//! # OCPP Central System
//!
//! OCPP 1.6 central system that keeps the live state of connected charge
//! points, persists it as a snapshot, and lets an operator inspect and
//! command them.
//!
//! ## Architecture
//!
//! The project follows Clean Architecture principles:
//!
//! - **domain**: Charge point, connector, transaction and measurement entities
//! - **application**: Registry, inbound event handlers, outbound command port,
//!   connection lifecycle and the remote control surface
//! - **infrastructure**: SQLite snapshot store (sea-orm)
//! - **interfaces**: OCPP-J 1.6 protocol engine over WebSocket
//! - **api**: HTML status page and REST API with Swagger documentation
//! - **support**: OCPP-J frame codec and shutdown signal

pub mod api;
pub mod application;
pub mod config;
pub mod domain;
pub mod infrastructure;
pub mod interfaces;
pub mod server;
pub mod support;

pub use config::{default_config_path, AppConfig};

// Re-export database types for easy access
pub use infrastructure::{init_database, DatabaseConfig, StateStore};

// Re-export API router
pub use api::create_api_router;
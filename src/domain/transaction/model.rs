//! Transaction domain entity

use chrono::{DateTime, Utc};
use serde::{Deserialize, Serialize};

use crate::domain::{DomainError, DomainResult, Measurement};

/// Process-wide transaction identifier (OCPP `transactionId`).
pub type TransactionId = i32;

/// One charging session occupying a single connector.
///
/// A transaction is ended once `ended_at` is set; from then on it is
/// immutable and only kept for history.
#[derive(Debug, Clone, PartialEq, Serialize, Deserialize)]
#[serde(rename_all = "camelCase")]
pub struct Transaction {
    /// Unique transaction ID
    pub id: TransactionId,
    /// Connector ID
    pub connector_id: u32,
    /// ID tag that authorized the transaction
    pub id_tag: String,
    /// When the transaction started
    pub started_at: DateTime<Utc>,
    /// When the transaction stopped
    #[serde(default)]
    pub ended_at: Option<DateTime<Utc>>,
    /// Meter value at start (Wh)
    pub meter_start: i32,
    /// Meter value at stop (Wh)
    #[serde(default)]
    pub meter_stop: Option<i32>,
    /// Stop reason as reported by the charge point
    #[serde(default)]
    pub stop_reason: Option<String>,
    /// Latest meter values received for this transaction
    #[serde(default)]
    pub last_measurement: Option<Measurement>,
}

impl Transaction {
    pub fn new(
        id: TransactionId,
        connector_id: u32,
        id_tag: impl Into<String>,
        meter_start: i32,
        started_at: DateTime<Utc>,
    ) -> Self {
        Self {
            id,
            connector_id,
            id_tag: id_tag.into(),
            started_at,
            ended_at: None,
            meter_start,
            meter_stop: None,
            stop_reason: None,
            last_measurement: None,
        }
    }

    pub fn is_ended(&self) -> bool {
        self.ended_at.is_some()
    }

    /// Record the end of the session. Fails with `Conflict` if it already ended.
    pub fn stop(
        &mut self,
        ended_at: DateTime<Utc>,
        meter_stop: i32,
        reason: Option<String>,
    ) -> DomainResult<()> {
        if self.is_ended() {
            return Err(DomainError::Conflict(format!(
                "transaction {} already ended",
                self.id
            )));
        }
        self.ended_at = Some(ended_at);
        self.meter_stop = Some(meter_stop);
        self.stop_reason = reason;
        Ok(())
    }

    /// Attach a live measurement. Ended transactions are left untouched.
    pub fn record_measurement(&mut self, measurement: Measurement) -> bool {
        if self.is_ended() {
            return false;
        }
        self.last_measurement = Some(measurement);
        true
    }

    /// Energy delivered over the whole session (Wh), once ended.
    pub fn energy_consumed(&self) -> Option<i32> {
        self.meter_stop.map(|stop| stop - self.meter_start)
    }

    /// Energy delivered so far according to the latest energy register sample.
    pub fn live_energy_consumed(&self) -> Option<f64> {
        self.last_measurement
            .as_ref()
            .and_then(|m| m.energy_wh)
            .map(|wh| wh - f64::from(self.meter_start))
    }
}
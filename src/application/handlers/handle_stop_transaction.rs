//! StopTransaction handler

use rust_ocpp::v1_6::messages::stop_transaction::{
    StopTransactionRequest, StopTransactionResponse,
};
use tracing::{info, warn};

use super::{wire_name, CentralSystem};
use crate::domain::DomainResult;

enum StopOutcome {
    Stopped { connector_released: bool },
    AlreadyEnded,
    Unknown,
}

/// Close a transaction and free its connector.
///
/// Unknown or already ended transactions are acknowledged without touching
/// state, so a charge point replaying its offline queue is never stuck.
pub fn handle_stop_transaction(
    system: &CentralSystem,
    charge_point_id: &str,
    request: StopTransactionRequest,
) -> DomainResult<StopTransactionResponse> {
    let transaction_id = request.transaction_id;
    info!(
        charge_point_id,
        transaction_id,
        meter_stop = request.meter_stop,
        reason = ?request.reason,
        samples = request.transaction_data.as_ref().map_or(0, Vec::len),
        "StopTransaction"
    );

    let reason = request.reason.as_ref().and_then(|r| wire_name(r));

    let outcome = system.registry.update(charge_point_id, |state| {
        let Some(tx) = state.transactions.get_mut(&transaction_id) else {
            return StopOutcome::Unknown;
        };
        if tx.stop(request.timestamp, request.meter_stop, reason).is_err() {
            return StopOutcome::AlreadyEnded;
        }
        let connector_id = tx.connector_id;
        StopOutcome::Stopped {
            connector_released: state.release_connector(connector_id, transaction_id),
        }
    })?;

    match outcome {
        StopOutcome::Stopped { connector_released } => {
            info!(charge_point_id, transaction_id, connector_released, "Transaction stopped");
        }
        StopOutcome::AlreadyEnded => {
            warn!(charge_point_id, transaction_id, "StopTransaction for an ended transaction, ignored");
        }
        StopOutcome::Unknown => {
            warn!(charge_point_id, transaction_id, "StopTransaction for an unknown transaction, ignored");
        }
    }

    Ok(StopTransactionResponse { id_tag_info: None })
}
pub mod entities;
pub mod migrator;
pub mod state_store;

pub use state_store::{StateStore, StoreError, SNAPSHOT_KEY};

use std::path::Path;
use std::time::Duration;

use sea_orm::{ConnectOptions, Database, DatabaseConnection};
use tracing::info;

/// Database configuration
#[derive(Debug, Clone)]
pub struct DatabaseConfig {
    /// Database URL (e.g., "sqlite://./ocpp.db?mode=rwc")
    pub url: String,
    pub max_connections: u32,
}

impl Default for DatabaseConfig {
    fn default() -> Self {
        Self {
            url: "sqlite://./ocpp.db?mode=rwc".to_string(),
            max_connections: 5,
        }
    }
}

impl DatabaseConfig {
    /// Create config for SQLite
    pub fn sqlite(path: &Path, max_connections: u32) -> Self {
        Self {
            url: format!("sqlite://{}?mode=rwc", path.display()),
            max_connections,
        }
    }

    /// Private in-memory database
    pub fn in_memory() -> Self {
        Self {
            url: "sqlite::memory:".to_string(),
            max_connections: 1,
        }
    }
}

/// Initialize database connection
pub async fn init_database(config: &DatabaseConfig) -> Result<DatabaseConnection, sea_orm::DbErr> {
    info!(url = config.url.as_str(), "Connecting to database");
    let mut options = ConnectOptions::new(config.url.clone());
    options
        .max_connections(config.max_connections)
        .connect_timeout(Duration::from_secs(10))
        .sqlx_logging(false);
    let db = Database::connect(options).await?;
    info!("Database connected successfully");
    Ok(db)
}
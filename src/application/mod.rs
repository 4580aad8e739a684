pub mod commands;
pub mod control;
pub mod handlers;
pub mod lifecycle;
pub mod ports;
pub mod registry;

// Re-export key types for convenience
pub use commands::{CommandError, CommandPort, Completion, SharedCommandPort};
pub use control::{ChargePointView, ControlError, ControlSettings, RemoteControl};
pub use handlers::{CentralSystem, CentralSystemHandler, HandlerSettings, SharedHandler};
pub use lifecycle::{ConnectionLifecycle, DisconnectPolicy};
pub use ports::{SharedSnapshotSink, SnapshotSink};
pub use registry::{ChargePointRegistry, Registration, RegistrySnapshot, SharedRegistry};
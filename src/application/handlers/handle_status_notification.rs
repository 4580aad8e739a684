//! StatusNotification handler

use rust_ocpp::v1_6::messages::status_notification::{
    StatusNotificationRequest, StatusNotificationResponse,
};
use rust_ocpp::v1_6::types::ChargePointStatus as OcppStatus;
use tracing::info;

use super::{wire_name, CentralSystem};
use crate::domain::{ChargePointStatus, DomainResult};

/// Connector 0 addresses the charge point as a whole.
pub fn handle_status_notification(
    system: &CentralSystem,
    charge_point_id: &str,
    request: StatusNotificationRequest,
) -> DomainResult<StatusNotificationResponse> {
    info!(
        charge_point_id,
        connector_id = request.connector_id,
        status = ?request.status,
        error_code = ?request.error_code,
        "StatusNotification"
    );

    let status = match request.status {
        OcppStatus::Available => ChargePointStatus::Available,
        OcppStatus::Preparing => ChargePointStatus::Preparing,
        OcppStatus::Charging => ChargePointStatus::Charging,
        OcppStatus::SuspendedEV => ChargePointStatus::SuspendedEV,
        OcppStatus::SuspendedEVSE => ChargePointStatus::SuspendedEVSE,
        OcppStatus::Finishing => ChargePointStatus::Finishing,
        OcppStatus::Reserved => ChargePointStatus::Reserved,
        OcppStatus::Unavailable => ChargePointStatus::Unavailable,
        OcppStatus::Faulted => ChargePointStatus::Faulted,
    };
    let error_code = wire_name(&request.error_code);

    system.registry.update(charge_point_id, |state| {
        state.error_code = error_code;
        if request.connector_id == 0 {
            state.status = Some(status);
        } else {
            state.connector_mut(request.connector_id).status = Some(status);
        }
    })?;

    Ok(StatusNotificationResponse {})
}

#[cfg(test)]
mod tests {
    use serde_json::json;

    use super::*;
    use crate::application::handlers::test_support::{central_system, connected, request};

    fn notification(connector_id: u32, status: &str, error_code: &str) -> StatusNotificationRequest {
        request(json!({"connectorId": connector_id, "errorCode": error_code, "status": status}))
    }

    #[test]
    fn connector_zero_sets_charge_point_status() {
        let system = connected("CP1");
        handle_status_notification(&system, "CP1", notification(0, "Unavailable", "NoError")).unwrap();

        let cp = system.registry.get("CP1").unwrap();
        assert_eq!(cp.status, Some(ChargePointStatus::Unavailable));
        assert!(cp.connectors.is_empty());
        assert_eq!(cp.error_code.as_deref(), Some("NoError"));
    }

    #[test]
    fn connector_status_creates_connector_lazily() {
        let system = connected("CP1");
        handle_status_notification(&system, "CP1", notification(2, "Faulted", "GroundFailure")).unwrap();

        let cp = system.registry.get("CP1").unwrap();
        assert_eq!(cp.connector(2).unwrap().status, Some(ChargePointStatus::Faulted));
        assert!(cp.connector(1).is_none());
        assert!(cp.status.is_none());
        assert_eq!(cp.error_code.as_deref(), Some("GroundFailure"));
    }

    #[test]
    fn unknown_charge_point_is_not_found() {
        let system = central_system();
        let err = handle_status_notification(&system, "ghost", notification(1, "Available", "NoError"))
            .unwrap_err();
        assert!(err.is_not_found());
    }
}
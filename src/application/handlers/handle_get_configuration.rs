//! GetConfiguration confirmation handler
//!
//! GetConfiguration is issued by this system right after a charge point
//! connects; the confirmation lands here through the command callback.

use rust_ocpp::v1_6::messages::get_configuration::GetConfigurationResponse;
use tracing::{error, info, warn};

use super::CentralSystem;
use crate::application::commands::CommandError;
use crate::domain::ConfigurationKey;

pub fn handle_get_configuration_result(
    system: &CentralSystem,
    charge_point_id: &str,
    result: Result<GetConfigurationResponse, CommandError>,
) {
    let response = match result {
        Ok(response) => response,
        Err(e) => {
            error!(charge_point_id, error = %e, "GetConfiguration failed");
            return;
        }
    };

    if let Some(unknown) = response.unknown_key.as_ref().filter(|keys| !keys.is_empty()) {
        warn!(charge_point_id, ?unknown, "GetConfiguration reported unknown keys");
    }

    let keys: Vec<ConfigurationKey> = response
        .configuration_key
        .unwrap_or_default()
        .into_iter()
        .map(|kv| ConfigurationKey {
            key: kv.key,
            readonly: kv.readonly,
            value: kv.value,
        })
        .collect();
    let count = keys.len();

    match system
        .registry
        .update(charge_point_id, |state| state.configuration = keys)
    {
        Ok(()) => info!(charge_point_id, keys = count, "Configuration stored"),
        Err(e) => error!(charge_point_id, error = %e, "Configuration for unregistered charge point"),
    }
}

#[cfg(test)]
mod tests {
    use serde_json::json;

    use super::*;
    use crate::application::handlers::test_support::{central_system, connected, request};

    fn response() -> GetConfigurationResponse {
        request(json!({
            "configurationKey": [
                {"key": "HeartbeatInterval", "readonly": false, "value": "300"},
                {"key": "NumberOfConnectors", "readonly": true, "value": "2"}
            ],
            "unknownKey": ["Bogus"]
        }))
    }

    #[test]
    fn stores_reported_keys() {
        let system = connected("CP1");
        handle_get_configuration_result(&system, "CP1", Ok(response()));
        let cp = system.registry.get("CP1").unwrap();
        assert_eq!(cp.configuration.len(), 2);
        assert_eq!(cp.configuration[1].key, "NumberOfConnectors");
        assert!(cp.configuration[1].readonly);
        assert_eq!(cp.configuration[0].value.as_deref(), Some("300"));
    }

    #[test]
    fn failure_leaves_state_alone() {
        let system = connected("CP1");
        handle_get_configuration_result(&system, "CP1", Err(CommandError::Timeout));
        assert!(system.registry.get("CP1").unwrap().configuration.is_empty());
    }

    #[test]
    fn unregistered_charge_point_is_ignored() {
        let system = central_system();
        handle_get_configuration_result(&system, "ghost", Ok(response()));
        assert!(system.registry.is_empty());
    }
}
//! Domain layer
//!
//! Entity model for connected charge points: the charge point itself, its
//! connectors, the charging sessions (transactions) it reports and the meter
//! measurements attached to them.

pub mod charge_point;
pub mod error;
pub mod measurement;
pub mod transaction;

pub use charge_point::{
    BootInfo, ChargePointState, ChargePointStatus, ConfigurationKey, Connector,
    DiagnosticsStatus, FirmwareStatus,
};
pub use error::{DomainError, DomainResult};
pub use measurement::Measurement;
pub use transaction::{Transaction, TransactionId};
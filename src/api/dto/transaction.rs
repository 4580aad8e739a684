//! Transaction DTOs

use chrono::{DateTime, Utc};
use serde::{Deserialize, Serialize};
use utoipa::ToSchema;

use crate::domain::{Measurement, Transaction};

/// Transaction response DTO
#[derive(Debug, Serialize, Deserialize, ToSchema)]
#[schema(example = json!({
    "id": 42,
    "connector_id": 1,
    "id_tag": "RFID001",
    "started_at": "2024-01-15T10:30:00Z",
    "meter_start": 1000,
    "is_active": true,
    "energy_consumed_wh": 2500.0
}))]
pub struct TransactionDto {
    pub id: i32,
    pub connector_id: u32,
    pub id_tag: String,
    pub started_at: DateTime<Utc>,
    #[serde(skip_serializing_if = "Option::is_none")]
    pub ended_at: Option<DateTime<Utc>>,
    pub meter_start: i32,
    #[serde(skip_serializing_if = "Option::is_none")]
    pub meter_stop: Option<i32>,
    #[serde(skip_serializing_if = "Option::is_none")]
    pub stop_reason: Option<String>,
    pub is_active: bool,
    /// Final energy once ended, otherwise energy so far from the latest register sample
    #[serde(skip_serializing_if = "Option::is_none")]
    pub energy_consumed_wh: Option<f64>,
    #[serde(skip_serializing_if = "Option::is_none")]
    pub measurement: Option<MeasurementDto>,
}

impl TransactionDto {
    pub fn from_domain(tx: Transaction, now: DateTime<Utc>) -> Self {
        let energy_consumed_wh = match tx.energy_consumed() {
            Some(wh) => Some(f64::from(wh)),
            None => tx.live_energy_consumed(),
        };
        Self {
            id: tx.id,
            connector_id: tx.connector_id,
            is_active: !tx.is_ended(),
            energy_consumed_wh,
            id_tag: tx.id_tag,
            started_at: tx.started_at,
            ended_at: tx.ended_at,
            meter_start: tx.meter_start,
            meter_stop: tx.meter_stop,
            stop_reason: tx.stop_reason,
            measurement: tx
                .last_measurement
                .map(|m| MeasurementDto::from_domain(m, now)),
        }
    }
}

/// Latest meter sample
#[derive(Debug, Serialize, Deserialize, ToSchema)]
pub struct MeasurementDto {
    pub taken_at: DateTime<Utc>,
    /// `true` while the sample is younger than 30 seconds
    pub is_live: bool,
    #[serde(skip_serializing_if = "Option::is_none")]
    pub energy_wh: Option<f64>,
    #[serde(skip_serializing_if = "Option::is_none")]
    pub power_w: Option<f64>,
    #[serde(skip_serializing_if = "Option::is_none")]
    pub voltage_v: Option<f64>,
    #[serde(skip_serializing_if = "Option::is_none")]
    pub current_a: Option<f64>,
}

impl MeasurementDto {
    pub fn from_domain(m: Measurement, now: DateTime<Utc>) -> Self {
        Self {
            is_live: m.is_live(now),
            taken_at: m.taken_at,
            energy_wh: m.energy_wh,
            power_w: m.power_w,
            voltage_v: m.voltage_v,
            current_a: m.current_a,
        }
    }
}

#[cfg(test)]
mod tests {
    use super::*;

    #[test]
    fn ended_transaction_reports_final_energy() {
        let mut tx = Transaction::new(3, 1, "TAG", 1000, Utc::now());
        let mut m = Measurement::empty(Utc::now());
        m.energy_wh = Some(1200.0);
        tx.record_measurement(m);
        tx.stop(Utc::now(), 1500, Some("Remote".into())).unwrap();

        let dto = TransactionDto::from_domain(tx, Utc::now());
        assert!(!dto.is_active);
        assert_eq!(dto.energy_consumed_wh, Some(500.0));
        assert_eq!(dto.stop_reason.as_deref(), Some("Remote"));
    }

    #[test]
    fn open_transaction_reports_energy_so_far() {
        let mut tx = Transaction::new(4, 2, "TAG", 1000, Utc::now());
        let mut m = Measurement::empty(Utc::now());
        m.energy_wh = Some(1250.0);
        tx.record_measurement(m);

        let dto = TransactionDto::from_domain(tx, Utc::now());
        assert!(dto.is_active);
        assert_eq!(dto.energy_consumed_wh, Some(250.0));
        assert!(dto.measurement.unwrap().is_live);
    }
}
+ + + +
#### [To do]
Copy out only the lines running from the beginning of the data to the line with "for easy access", both ends included.

#### [Exercise result]
//! # OCPP Central System
//!
//! OCPP 1.6 central system that keeps the live state of connected charge
//! points, persists it as a snapshot, and lets an operator inspect and
//! command them.
//!
//! ## Architecture
//!
//! The project follows Clean Architecture principles:
//!
//! - **domain**: Charge point, connector, transaction and measurement entities
//! - **application**: Registry, inbound event handlers, outbound command port,
//!   connection lifecycle and the remote control surface
//! - **infrastructure**: SQLite snapshot store (sea-orm)
//! - **interfaces**: OCPP-J 1.6 protocol engine over WebSocket
//! - **api**: HTML status page and REST API with Swagger documentation
//! - **support**: OCPP-J frame codec and shutdown signal

pub mod api;
pub mod application;
pub mod config;
pub mod domain;
pub mod infrastructure;
pub mod interfaces;
pub mod server;
pub mod support;

pub use config::{default_config_path, AppConfig};

// Re-export database types for easy access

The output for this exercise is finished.